Re: Global Scope by TSH

TSH
Sat Jun 11 05:00:41 CDT 2005

On Sat, 11 Jun 2005 01:29:05 -0400, Eric Eastridge wrote:

> luke.us@gmail.com wrote:
>> Hello there. I need someone to explain the differences between Domain
>> Local, Global and Universal Groups. I pick up concepts very quickly,
>> but this one just has me at a loss. I have read three separate study
>> guides and still cannot understand global scope.
>>
>
> an easy way to help with this is to remember domain local groups are for
> assign rights to resources, and global groups are for assigning rights
> to users. you should always whenever possible assign rights to groups
> rather then users. this makes administration much easier.
>
> hope this helps


And on top of that, best practice is to use global groups to grant access
to resource in another domain. e.g. if users in domain B need access to
resource in domain A, you would create global group with users from domain
B, and then add that group to domain local group in domain A that has
access right to that resource ... it is much "cleaner" solution than to
include every domain B users to ACL (or domain local group that has access)
of that resource ...

Re: Global Scope by luke

luke
Sat Jun 11 08:41:07 CDT 2005

Thank you both so much for clearing up global scope for me. For some
reason it wouldn't quite click. Sometimes you've just got to ask,
because nothing beats plain, human responses. Thanks again.
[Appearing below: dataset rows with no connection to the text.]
use std::collections::HashMap;
use std::fmt::{Display, Formatter, Result as FmtResult};
use std::rc::Rc;

use muchmatch::{equal, equal_with, values, Equal, EqualOptions, Matcher, MatcherExt, Reflect, Value};
use regex::Regex;
use rstest::rstest;

use crate::{failure, success};

#[derive(Reflect)]
#[reflect(display)]
struct Stringer {
    pub text: String,
}

impl Stringer {
    fn new(text: &str) -> Self {
        Self { text: text.into() }
    }
}

impl Display for Stringer {
    fn fmt(&self, f: &mut Formatter<'_>) -> FmtResult {
        f.write_str(&self.text)
    }
}

#[derive(Reflect)]
#[reflect(transparent)]
struct Name(pub String);

#[derive(Reflect)]
struct Unexported {
    number: i32,
    text: String,
    stringer: Rc<Stringer>,
}

impl Unexported {
    fn new(stringer: &str) -> Self {
        Self {
            number: 123,
            text: "Much".into(),
            stringer: Rc::new(Stringer::new(stringer)),
        }
    }
}

fn numbers() -> Vec<Value> {
    values![
        123_i32, 123_i8, 123_i16, 123_i64, 123_isize, 123_u32, 123_u8, 123_u16, 123_u64,
        123_usize, 123.0_f32, 123.0_f64
    ]
}

#[test]
fn numbers_of_any_type_are_equal() {
    let texts = values!["123", Stringer::new("123")];
    let different = values![
        124_i32, 125_i8, 126_i16, 128_i64, 129_u32, 130_u8, 131_u16, 133_u64, 123.1_f32,
        123.2_f64, "134", Stringer::new("135")
    ];

    for expected in numbers() {
        let matcher = Equal::new(expected.clone());

        for actual in numbers().iter().chain(&texts) {
            let (ok, desc) = matcher.matches(actual);
            assert!(ok, "{expected:?} == {actual:?}: {desc}");
        }

        for actual in &different {
            let (ok, desc) = matcher.matches(actual);
            assert!(!ok, "{expected:?} != {actual:?}");
            assert!(
                muchmatch::trim_diff(&desc).starts_with(&format!("{}: not equal:", matcher.describe())),
                "{desc}"
            );
        }
    }
}

#[rstest]
#[case::strings(equal("Much"), "Much".reflect())]
#[case::string_and_stringer(equal("Much"), Stringer::new("Much").reflect())]
#[case::string_and_newtype(equal("Much"), Name("Much".into()).reflect())]
#[case::ints(equal(123_i32), 123_i32.reflect())]
#[case::ints_diff_types(equal(123_i32), 123_u8.reflect())]
#[case::uints_diff_types(equal(123_u64), 123_u16.reflect())]
#[case::floats(equal(12.3_f64), 12.3_f64.reflect())]
#[case::floats_diff_types(equal(12.3_f32), 12.3_f64.reflect())]
#[case::slices(equal(vec![123_i32, 456]), vec![123_i32, 456].reflect())]
#[case::slices_diff_types(equal([123_i32, 456]), values![123_i16, 456_i16].reflect())]
#[case::slices_recursive(
    equal(values![123_i32, 12.3_f32, values![["1", "2"], HashMap::from([(1_i32, 2_u64), (3, 4)])]]),
    values![123_i16, 12.3_f64, values![[Name("1".into()), Name("2".into())], HashMap::from([(1_i8, 2_u16), (3, 4)])]].reflect()
)]
#[case::maps(
    equal(HashMap::from([("Much", 123_i32), ("Test", 123)])),
    HashMap::from([("Much", 123_i32), ("Test", 123)]).reflect()
)]
#[case::maps_diff_types(
    equal(HashMap::from([("Much", 123_i32), ("Test", 123)])),
    HashMap::from([(String::from("Much"), 123_i16.reflect()), (String::from("Test"), 123_i16.reflect())]).reflect()
)]
#[case::records(equal(Unexported::new("Much")), Unexported::new("Much").reflect())]
#[case::pointer_to_value(equal(Rc::new(5_i32)), 5_u8.reflect())]
#[case::option(equal(Some(5_i32)), 5_i32.reflect())]
#[case::nil(Equal::new(Value::Nil), Value::Nil)]
fn equal_values(#[case] matcher: Equal, #[case] actual: Value) {
    let (ok, desc) = matcher.matches(&actual);

    assert!(ok, "unexpected failure: {desc}");
}

#[rstest]
#[case::nil_actual(equal("Much"), Value::Nil, r#"Equal("Much"): not equal: nil"#)]
#[case::nil_expected(Equal::new(Value::Nil), "Much".reflect(), r#"Equal(nil): not equal: "Much""#)]
#[case::strings(equal("Much"), "Such".reflect(), r#"Equal("Much"): not equal: "Such""#)]
#[case::string_and_stringer(
    equal("Much"),
    Stringer::new("Such").reflect(),
    r#"Equal("Much"): not equal: Stringer(Such)"#
)]
#[case::ints(equal(123_i32), 456_i32.reflect(), "Equal(123): not equal: 456")]
#[case::ints_diff_types(equal(123_i32), 456_i16.reflect(), "Equal(123): not equal: 456")]
#[case::uints(equal(123_u64), 456_u16.reflect(), "Equal(123): not equal: 456")]
#[case::floats(equal(12.3_f64), 13.4_f64.reflect(), "Equal(12.3): not equal: 13.4")]
#[case::floats_diff_types(equal(12.3_f32), 13.4_f64.reflect(), "Equal(12.3): not equal: 13.4")]
#[case::slices(
    equal(vec![123_i32, 456]),
    vec![456_i32, 123].reflect(),
    "Equal([]i32{123, 456}): not equal: []i32{456, 123}"
)]
#[case::slices_diff_types(
    equal(vec![123_i32, 456]),
    values![456_i16, 123_i16].reflect(),
    "Equal([]i32{123, 456}): not equal: []any{456, 123}"
)]
#[case::slices_diff_len(
    equal(vec![123_i32]),
    vec![123_i32, 456].reflect(),
    "Equal([]i32{123}): not equal: []i32{123, 456}"
)]
#[case::maps(
    equal(HashMap::from([("Much", 123_i32), ("Test", 123)])),
    HashMap::from([("Much", 123_i32), ("Test", 1)]).reflect(),
    r#"Equal(map[&str]i32{"Much":123, "Test":123}): not equal: map[&str]i32{"Much":123, "Test":1}"#
)]
#[case::records(
    equal(Unexported::new("Much")),
    Unexported::new("Such").reflect(),
    "Equal(Unexported{}): not equal: Unexported{}"
)]
#[case::kinds(equal(true), "true".reflect(), r#"Equal(true): not equal: "true""#)]
fn not_equal_values(#[case] matcher: Equal, #[case] actual: Value, #[case] expected: &str) {
    assert_eq!(failure(&matcher, &actual), expected);
}

#[test]
fn equal_128_bit_integers() {
    success(&equal(u128::MAX), &u128::MAX);
    success(&equal(i128::MIN), &i128::MIN);
    success(&equal(5_u128), &5_i8);
    assert_eq!(
        failure(&equal(u128::MAX), &(u128::MAX - 1)),
        format!("Equal({}): not equal: {}", u128::MAX, u128::MAX - 1)
    );
    assert_eq!(
        failure(&equal(i128::MAX), &u128::MAX),
        format!("Equal({}): not equal: {}", i128::MAX, u128::MAX)
    );
}

#[test]
fn hidden_fields_can_be_ignored() {
    let matcher = equal_with(Unexported::new("Much"), EqualOptions::new().ignore_hidden());

    success(&matcher, &Unexported::new("Such"));
}

#[test]
fn other_values_compare_structurally() {
    success(&equal(Regex::new("^M").unwrap()), &Regex::new("^M").unwrap());
    success(&equal(()), &());
}

#[test]
fn failure_contains_diff() {
    let (ok, desc) = equal(vec![1_i32, 2]).check(&vec![1_i32, 3]);

    assert!(!ok);
    assert!(desc.starts_with("Equal([]i32{1, 2}): not equal: []i32{1, 3}\n\n\tDiff:\n"), "{desc}");
    assert!(desc.contains("\t\t-   2,"), "{desc}");
    assert!(desc.contains("\t\t+   3,"), "{desc}");
}
use std::fmt::{Display, Formatter, Result as FmtResult};

use chrono::{TimeZone, Utc};
use muchmatch::{regexp, MatcherExt, Reflect};
use regex::Regex;

use crate::{failure, success};

const MATCHING: &str = r"[A-Z]est\W+Mu\w+\?";
const NOT_MATCHING: &str = r"\w+ not Much?";

#[derive(Reflect)]
#[reflect(display)]
struct Hello;

impl Display for Hello {
    fn fmt(&self, f: &mut Formatter<'_>) -> FmtResult {
        f.write_str("w.w")
    }
}

#[test]
fn titles() {
    assert_eq!(regexp("Re.*x").describe(), "Regexp(`Re.*x`)");
    assert_eq!(regexp(Regex::new("Re.*x").unwrap()).describe(), "Regexp(`Re.*x`)");
}

#[test]
fn matches_text() {
    success(&regexp(MATCHING), &"Test Much?");
    success(&regexp(Regex::new(MATCHING).unwrap()), &"Test Much?");
    success(&regexp(Hello), &"Can I hear a wow?");

    assert_eq!(
        failure(&regexp(NOT_MATCHING), &"Test Much?"),
        r#"Regexp(`\w+ not Much?`): not matched: "Test Much?""#
    );
    assert_eq!(
        failure(&regexp(Regex::new(NOT_MATCHING).unwrap()), &"Test Much?"),
        r#"Regexp(`\w+ not Much?`): not matched: "Test Much?""#
    );
    assert_eq!(
        failure(&regexp(Hello), &"Can I hear a WOW?!"),
        r#"Regexp(`w.w`): not matched: "Can I hear a WOW?!""#
    );
}

#[test]
fn matches_text_form_of_other_values() {
    success(&regexp("^12"), &123_i32);
    success(&regexp(r"^2022-08-26 13:14:58$"), &Utc.with_ymd_and_hms(2022, 8, 26, 13, 14, 58).unwrap());
    success(&regexp("^Much$"), &b"Much".to_vec());
}

#[test]
fn invalid_pattern() {
    let matcher = regexp("*invalid");

    assert_eq!(matcher.describe(), "InvalidMatcher(Regexp)");
    assert!(
        failure(&matcher, &"Test Much?").starts_with("Invalid Regexp(`*invalid`): regex parse error"),
        "{}",
        matcher.check(&"Test Much?").1
    );
}
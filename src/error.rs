//! Error types for the unwatermark crate.

/// Errors that can occur during watermark removal and batch processing.
#[derive(Debug, thiserror::Error)]
pub enum Error {
    /// Failed to decode an embedded reference watermark PNG.
    ///
    /// This is fatal: without the reference assets no alpha map can be
    /// derived, so engine construction fails before any batch work starts.
    #[error("failed to decode embedded reference watermark: {0}")]
    AssetDecode(#[source] image::ImageError),

    /// The image format is not supported for output encoding.
    #[error("unsupported image format: {0}")]
    UnsupportedFormat(String),

    /// An I/O error occurred while reading or writing files.
    #[error("I/O error: {0}")]
    Io(#[from] std::io::Error),

    /// An error occurred while decoding or encoding an image.
    #[error("image processing error: {0}")]
    Image(#[from] image::ImageError),

    /// The worker pool for batch processing could not be constructed.
    #[error("failed to build worker pool: {0}")]
    WorkerPool(#[from] rayon::ThreadPoolBuildError),
}

/// A specialized `Result` type for this crate.
pub type Result<T> = std::result::Result<T, Error>;
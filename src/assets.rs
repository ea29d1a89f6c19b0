//! Embedded reference watermark renders.
//!
//! Two calibrated captures of the logo, one per size preset, rendered on a
//! fully transparent background. They are production constants: the alpha
//! maps derived from them define what "the watermark" means to this crate.

use image::RgbaImage;

use crate::error::{Error, Result};

/// Reference render of the 48x48 watermark.
pub(crate) const LOGO_48_PNG: &[u8] = include_bytes!("../assets/logo_48.png");

/// Reference render of the 96x96 watermark.
pub(crate) const LOGO_96_PNG: &[u8] = include_bytes!("../assets/logo_96.png");

/// Decode an embedded reference render into a straight-alpha RGBA buffer.
pub(crate) fn decode_reference(png_bytes: &[u8]) -> Result<RgbaImage> {
    let img = image::load_from_memory(png_bytes).map_err(Error::AssetDecode)?;
    Ok(img.to_rgba8())
}
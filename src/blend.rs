//! Reverse alpha blending.
//!
//! The watermark was applied by forward blending:
//! `observed = alpha * logo + (1 - alpha) * original`
//!
//! This module solves that equation for `original` at every pixel the logo
//! touched, using the opacities from an [`AlphaMap`].

use image::RgbaImage;

use crate::alpha_map::AlphaMap;
use crate::geometry::WatermarkConfig;

/// Opacities below this are treated as "watermark did not touch this pixel".
///
/// Inverting near alpha = 0 divides noise by almost nothing; skipping keeps
/// those pixels bit-identical to the input.
pub const ALPHA_FLOOR: f32 = 0.002;

/// Opacities are clamped to this ceiling before inversion, bounding the
/// `1 - alpha` divisor away from zero.
pub const ALPHA_CEILING: f32 = 0.99;

/// Logo fill intensity before blending: solid white at full brightness.
pub const LOGO_VALUE: f32 = 255.0;

/// Recover the unwatermarked pixels of `source`.
///
/// Returns a new buffer; the input is never mutated. Only the R, G and B
/// channels inside the watermark region change, and only where the map
/// opacity is at least [`ALPHA_FLOOR`]; the alpha channel is untouched.
/// Region pixels that fall outside the image (possible for images smaller
/// than the logo plus margins) are skipped per pixel.
#[must_use]
pub fn remove_watermark(source: &RgbaImage, map: &AlphaMap, config: &WatermarkConfig) -> RgbaImage {
    let mut out = source.clone();
    let (width, height) = (source.width(), source.height());
    let (origin_x, origin_y) = config.origin(width, height);

    for row in 0..config.logo_size.min(map.height()) {
        for col in 0..config.logo_size.min(map.width()) {
            let x = origin_x + i64::from(col);
            let y = origin_y + i64::from(row);
            if x < 0 || y < 0 || x >= i64::from(width) || y >= i64::from(height) {
                continue;
            }

            let alpha = map.get(col, row);
            if alpha < ALPHA_FLOOR {
                continue;
            }
            let alpha = alpha.min(ALPHA_CEILING);
            let inv_alpha = 1.0 - alpha;

            #[allow(clippy::cast_possible_truncation, clippy::cast_sign_loss)]
            let px = out.get_pixel_mut(x as u32, y as u32);
            for ch in 0..3 {
                let observed = f32::from(px[ch]);
                let original = (observed - alpha * LOGO_VALUE) / inv_alpha;
                #[allow(clippy::cast_possible_truncation, clippy::cast_sign_loss)]
                {
                    px[ch] = original.clamp(0.0, 255.0).round() as u8;
                }
            }
        }
    }

    out
}

#[cfg(test)]
mod tests {
    use super::*;
    use image::Rgba;

    fn uniform_image(width: u32, height: u32, px: [u8; 4]) -> RgbaImage {
        let mut img = RgbaImage::new(width, height);
        for p in img.pixels_mut() {
            *p = Rgba(px);
        }
        img
    }

    /// Forward-blend `map` onto `img` at the config's origin, quantizing to u8.
    fn apply_watermark(img: &mut RgbaImage, map: &AlphaMap, config: &WatermarkConfig) {
        let (ox, oy) = config.origin(img.width(), img.height());
        for row in 0..config.logo_size {
            for col in 0..config.logo_size {
                let (x, y) = (ox + i64::from(col), oy + i64::from(row));
                if x < 0 || y < 0 || x >= i64::from(img.width()) || y >= i64::from(img.height()) {
                    continue;
                }
                let alpha = map.get(col, row);
                #[allow(clippy::cast_possible_truncation, clippy::cast_sign_loss)]
                let px = img.get_pixel_mut(x as u32, y as u32);
                for ch in 0..3 {
                    let blended = alpha * LOGO_VALUE + (1.0 - alpha) * f32::from(px[ch]);
                    #[allow(clippy::cast_possible_truncation, clippy::cast_sign_loss)]
                    {
                        px[ch] = blended.clamp(0.0, 255.0).round() as u8;
                    }
                }
            }
        }
    }

    /// A 48x48 map with opacities ramping from 0.0 up to just under 0.45.
    fn ramp_map() -> AlphaMap {
        let n = 48u32 * 48;
        #[allow(clippy::cast_precision_loss)]
        let values = (0..n).map(|i| i as f32 / n as f32 * 0.45).collect();
        AlphaMap::new(48, 48, values)
    }

    #[test]
    fn round_trip_recovers_original_within_one_step() {
        let original = uniform_image(200, 200, [128, 64, 200, 255]);
        let map = ramp_map();
        let config = WatermarkConfig::SMALL;

        let mut watermarked = original.clone();
        apply_watermark(&mut watermarked, &map, &config);
        let restored = remove_watermark(&watermarked, &map, &config);

        let (ox, oy) = config.origin(200, 200);
        for row in 0..48u32 {
            for col in 0..48u32 {
                #[allow(clippy::cast_possible_truncation, clippy::cast_sign_loss)]
                let (x, y) = ((ox + i64::from(col)) as u32, (oy + i64::from(row)) as u32);
                let got = restored.get_pixel(x, y);
                let want = original.get_pixel(x, y);
                let alpha = map.get(col, row);
                for ch in 0..3 {
                    let diff = (i32::from(got[ch]) - i32::from(want[ch])).abs();
                    if alpha < ALPHA_FLOOR {
                        assert_eq!(diff, 0, "sub-floor pixel ({col},{row}) ch {ch} changed");
                    } else {
                        assert!(
                            diff <= 1,
                            "pixel ({col},{row}) ch {ch} off by {diff} at alpha {alpha}"
                        );
                    }
                }
            }
        }
    }

    #[test]
    fn opacities_above_ceiling_behave_like_the_ceiling() {
        let source = uniform_image(200, 200, [200, 180, 160, 255]);
        let config = WatermarkConfig::SMALL;

        let saturated = AlphaMap::new(48, 48, vec![1.0; 48 * 48]);
        let at_ceiling = AlphaMap::new(48, 48, vec![ALPHA_CEILING; 48 * 48]);

        assert_eq!(
            remove_watermark(&source, &saturated, &config),
            remove_watermark(&source, &at_ceiling, &config)
        );
    }

    #[test]
    fn sub_floor_opacities_leave_pixels_untouched() {
        let source = uniform_image(200, 200, [10, 20, 30, 255]);
        let map = AlphaMap::new(48, 48, vec![0.001; 48 * 48]);

        let out = remove_watermark(&source, &map, &WatermarkConfig::SMALL);
        assert_eq!(out, source);
    }

    #[test]
    fn image_smaller_than_logo_region_is_returned_unchanged() {
        // Origin is (-60, -60) for 20x20; every region pixel is out of bounds.
        let source = uniform_image(20, 20, [77, 77, 77, 255]);
        let map = AlphaMap::new(48, 48, vec![0.5; 48 * 48]);

        let out = remove_watermark(&source, &map, &WatermarkConfig::SMALL);
        assert_eq!(out, source);
    }

    #[test]
    fn partial_overlap_is_clipped_per_pixel() {
        // 60x60 with the small preset puts the origin at (-20, -20): only the
        // bottom-right 28x28 of the logo grid lands inside the image.
        let source = uniform_image(60, 60, [100, 100, 100, 255]);
        let map = AlphaMap::new(48, 48, vec![0.3; 48 * 48]);

        let out = remove_watermark(&source, &map, &WatermarkConfig::SMALL);
        // (0,0) through (27,27) are covered, everything right/below is not.
        assert_ne!(out.get_pixel(0, 0), source.get_pixel(0, 0));
        assert_ne!(out.get_pixel(27, 27), source.get_pixel(27, 27));
        assert_eq!(out.get_pixel(28, 28), source.get_pixel(28, 28));
        assert_eq!(out.get_pixel(59, 59), source.get_pixel(59, 59));
    }

    #[test]
    fn alpha_channel_is_never_modified() {
        let source = uniform_image(200, 200, [50, 50, 50, 137]);
        let map = AlphaMap::new(48, 48, vec![0.8; 48 * 48]);

        let out = remove_watermark(&source, &map, &WatermarkConfig::SMALL);
        for px in out.pixels() {
            assert_eq!(px[3], 137);
        }
    }

    #[test]
    fn input_buffer_is_not_mutated() {
        let source = uniform_image(200, 200, [128, 128, 128, 255]);
        let snapshot = source.clone();
        let map = AlphaMap::new(48, 48, vec![0.5; 48 * 48]);

        let _ = remove_watermark(&source, &map, &WatermarkConfig::SMALL);
        assert_eq!(source, snapshot);
    }
}
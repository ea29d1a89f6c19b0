//! Per-image orchestration: decode, geometry, reverse blend, encode.

use std::io::BufWriter;
use std::path::Path;

use image::{DynamicImage, ImageFormat, ImageReader, RgbaImage};
use tracing::debug;

use crate::alpha_map::{self, AlphaMap};
use crate::assets;
use crate::blend;
use crate::error::Result;
use crate::geometry::WatermarkConfig;

/// JPEG output quality for non-PNG inputs.
const JPEG_QUALITY: u8 = 95;

/// Holds the two pre-computed alpha maps and applies the reverse blend.
///
/// Construction decodes the embedded reference renders and derives both maps
/// exactly once; build one engine at startup and share it by reference across
/// workers. All methods take `&self` and the maps are never mutated after
/// construction, so concurrent use is safe.
pub struct WatermarkEngine {
    alpha_map_small: AlphaMap,
    alpha_map_large: AlphaMap,
}

impl WatermarkEngine {
    /// Create an engine from the embedded reference renders.
    ///
    /// # Errors
    ///
    /// Returns [`crate::Error::AssetDecode`] if either embedded PNG cannot be
    /// decoded. This is the one unrecoverable failure of the system: callers
    /// should abort before submitting any batch work.
    ///
    /// # Panics
    ///
    /// Panics if the embedded renders have unexpected dimensions, which can
    /// only happen if the binary's asset data is corrupted.
    pub fn new() -> Result<Self> {
        let small = assets::decode_reference(assets::LOGO_48_PNG)?;
        let large = assets::decode_reference(assets::LOGO_96_PNG)?;

        let alpha_map_small = alpha_map::build_alpha_map(&small);
        assert_eq!(alpha_map_small.width(), WatermarkConfig::SMALL.logo_size);
        assert_eq!(alpha_map_small.height(), WatermarkConfig::SMALL.logo_size);

        let alpha_map_large = alpha_map::build_alpha_map(&large);
        assert_eq!(alpha_map_large.width(), WatermarkConfig::LARGE.logo_size);
        assert_eq!(alpha_map_large.height(), WatermarkConfig::LARGE.logo_size);

        Ok(Self {
            alpha_map_small,
            alpha_map_large,
        })
    }

    /// The cached alpha map matching a resolved config.
    #[must_use]
    pub fn alpha_map(&self, config: &WatermarkConfig) -> &AlphaMap {
        if config.logo_size == WatermarkConfig::LARGE.logo_size {
            &self.alpha_map_large
        } else {
            &self.alpha_map_small
        }
    }

    /// Recover the unwatermarked pixels of `source` into a new buffer.
    ///
    /// Total over any valid decoded image; images too small to contain the
    /// watermark region come back unchanged (clipping happens per pixel).
    #[must_use]
    pub fn remove(&self, source: &RgbaImage) -> RgbaImage {
        let config = WatermarkConfig::resolve(source.width(), source.height());
        blend::remove_watermark(source, self.alpha_map(&config), &config)
    }

    /// Process one file end to end: decode, reverse blend, encode to `output`.
    ///
    /// PNG inputs are re-encoded as PNG; everything else is written as JPEG
    /// at quality 95. Returns a short human-readable label on success.
    ///
    /// # Errors
    ///
    /// Returns an error if the input cannot be read or decoded, or if the
    /// output cannot be created or encoded. These are per-job failures; the
    /// batch pipeline reports them without aborting sibling jobs.
    pub fn process_file(&self, input: &Path, output: &Path) -> Result<String> {
        let reader = ImageReader::open(input)?.with_guessed_format()?;
        let format = reader.format();
        let source = reader.decode()?.to_rgba8();
        debug!(
            input = %input.display(),
            width = source.width(),
            height = source.height(),
            "decoded"
        );

        let cleaned = self.remove(&source);

        match format {
            Some(ImageFormat::Png) => cleaned.save_with_format(output, ImageFormat::Png)?,
            _ => {
                let rgb = DynamicImage::ImageRgba8(cleaned).to_rgb8();
                let file = BufWriter::new(std::fs::File::create(output)?);
                let mut encoder =
                    image::codecs::jpeg::JpegEncoder::new_with_quality(file, JPEG_QUALITY);
                encoder.encode_image(&rgb)?;
            }
        }

        let name = input.file_name().unwrap_or_default().to_string_lossy();
        Ok(format!("Processed: {name}"))
    }
}

/// Check whether a path has a supported image extension.
#[must_use]
pub fn is_supported_image(path: &Path) -> bool {
    match path.extension().and_then(|e| e.to_str()) {
        Some(ext) => matches!(ext.to_lowercase().as_str(), "png" | "jpg" | "jpeg" | "webp"),
        None => false,
    }
}
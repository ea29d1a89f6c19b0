//! Remove a fixed, semi-transparent logo watermark via reverse alpha blending.
//!
//! The watermark is a static logo blended onto the bottom-right corner of
//! images at one of two known sizes (48x48 or 96x96, chosen from the image
//! dimensions). Given calibrated reference renders of the logo embedded in
//! the binary, this crate derives a per-pixel alpha map and inverts the
//! forward blending equation to recover the original pixels.
//!
//! # Quick Start
//!
//! ```no_run
//! use unwatermark::WatermarkEngine;
//!
//! let engine = WatermarkEngine::new().expect("failed to init engine");
//! let img = image::open("photo.jpg").unwrap().to_rgba8();
//! let cleaned = engine.remove(&img);
//! cleaned.save("cleaned.png").unwrap();
//! ```
//!
//! # Batch processing
//!
//! Independent files can be processed concurrently with a bounded worker
//! pool; one undecodable file never aborts the rest of the batch.
//!
//! ```no_run
//! use unwatermark::{pipeline, Job, WatermarkEngine};
//!
//! let engine = WatermarkEngine::new().expect("failed to init engine");
//! let jobs = vec![Job::new("in/a.png", "out/a.png"), Job::new("in/b.jpg", "out/b.jpg")];
//! let results = pipeline::run(&engine, &jobs, 4).unwrap();
//! let summary = pipeline::summarize(&results);
//! println!("{} of {} succeeded", summary.succeeded, summary.attempted);
//! ```

#![deny(missing_docs)]

pub mod alpha_map;
mod assets;
pub mod blend;
mod engine;
pub mod error;
pub mod geometry;
pub mod pipeline;

pub use engine::{is_supported_image, WatermarkEngine};
pub use error::{Error, Result};
pub use geometry::WatermarkConfig;
pub use pipeline::{BatchSummary, Job, JobResult};
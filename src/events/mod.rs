use rust_decimal::Decimal;
use serde::{Deserialize, Serialize};
use tokio::sync::mpsc;
use tracing::{info, warn};
use uuid::Uuid;

/// Events emitted by the cart, gift card, and checkout services.
#[derive(Debug, Clone, Serialize, Deserialize)]
pub enum Event {
    // Cart events
    CartItemAdded {
        session_id: Uuid,
        product_ref: Uuid,
    },
    CartItemRemoved {
        session_id: Uuid,
        product_ref: Uuid,
    },
    CartCleared(Uuid),

    // Coupon events
    CouponApplied {
        session_id: Uuid,
        code: String,
        auto_applied: bool,
    },
    CouponRemoved {
        session_id: Uuid,
    },

    // Gift card events
    GiftCardApplied {
        session_id: Uuid,
        balance: Decimal,
    },
    GiftCardRemoved {
        session_id: Uuid,
    },
    /// The ledger debit failed after settlement was already decided.
    /// Logged for reconciliation; never blocks the order.
    GiftCardRedemptionFailed {
        session_id: Uuid,
        amount: Decimal,
        reason: String,
    },

    // Checkout events
    CheckoutSessionCreated(Uuid),
    OrderCompleted {
        session_id: Uuid,
        order_id: String,
        total: Decimal,
    },
}

#[derive(Debug, Clone)]
pub struct EventSender {
    sender: mpsc::Sender<Event>,
}

impl EventSender {
    /// Creates a new EventSender
    pub fn new(sender: mpsc::Sender<Event>) -> Self {
        Self { sender }
    }

    /// Sends an event asynchronously
    pub async fn send(&self, event: Event) -> Result<(), String> {
        self.sender
            .send(event)
            .await
            .map_err(|e| format!("Failed to send event: {}", e))
    }

    /// Sends an event, logging instead of failing when the channel is closed.
    pub async fn send_or_log(&self, event: Event) {
        if let Err(e) = self.send(event).await {
            warn!("Event dropped: {}", e);
        }
    }
}

/// Drains the event channel, logging each event. Spawned once in main.
pub async fn process_events(mut receiver: mpsc::Receiver<Event>) {
    while let Some(event) = receiver.recv().await {
        match &event {
            Event::GiftCardRedemptionFailed {
                session_id,
                amount,
                reason,
            } => {
                // Reconciliation signal: the order went through but the debit did not.
                warn!(
                    session_id = %session_id,
                    amount = %amount,
                    reason = %reason,
                    "Gift card redemption failed after settlement"
                );
            }
            other => info!(event = ?other, "Event processed"),
        }
    }
    info!("Event channel closed; processor exiting");
}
Re: Global Scope by doctordns

doctordns
Tue Jun 14 17:49:47 CDT 2005

The way I try to describe it is to explain the group types, where they
are used and who they can contain. If you can envisage a matrix of
group names, where used and members contained - it would look something
like this:

Name Members from Use IN
Universal All ALL
Global Home All
Dom Local All Local
Local Local system Local System

That is to say, a universal group can contain members from anywhere in
the forest, use on any ACL in the forest. Global Groups contain
members from the domain in which it's defined, but can be uses
anywhere. Domain Local Groups can contain members from any domain, but
are only used within the forest. Loccal users/groups are machine very
local (machine local).

Two other points:

1. In theory at least, you could just use Global Groups on ACLs.
However in a multidomain forest, this might result in a longer acl
(multiple global groups). To shorten the ACL, MS recomment you next GGs
inside a DL, and just use the DL. That way, you get sids for both the
GG and DL in your token, but the ACL is short (only the DL).

2. In a single domain, there main group types are effectively the same.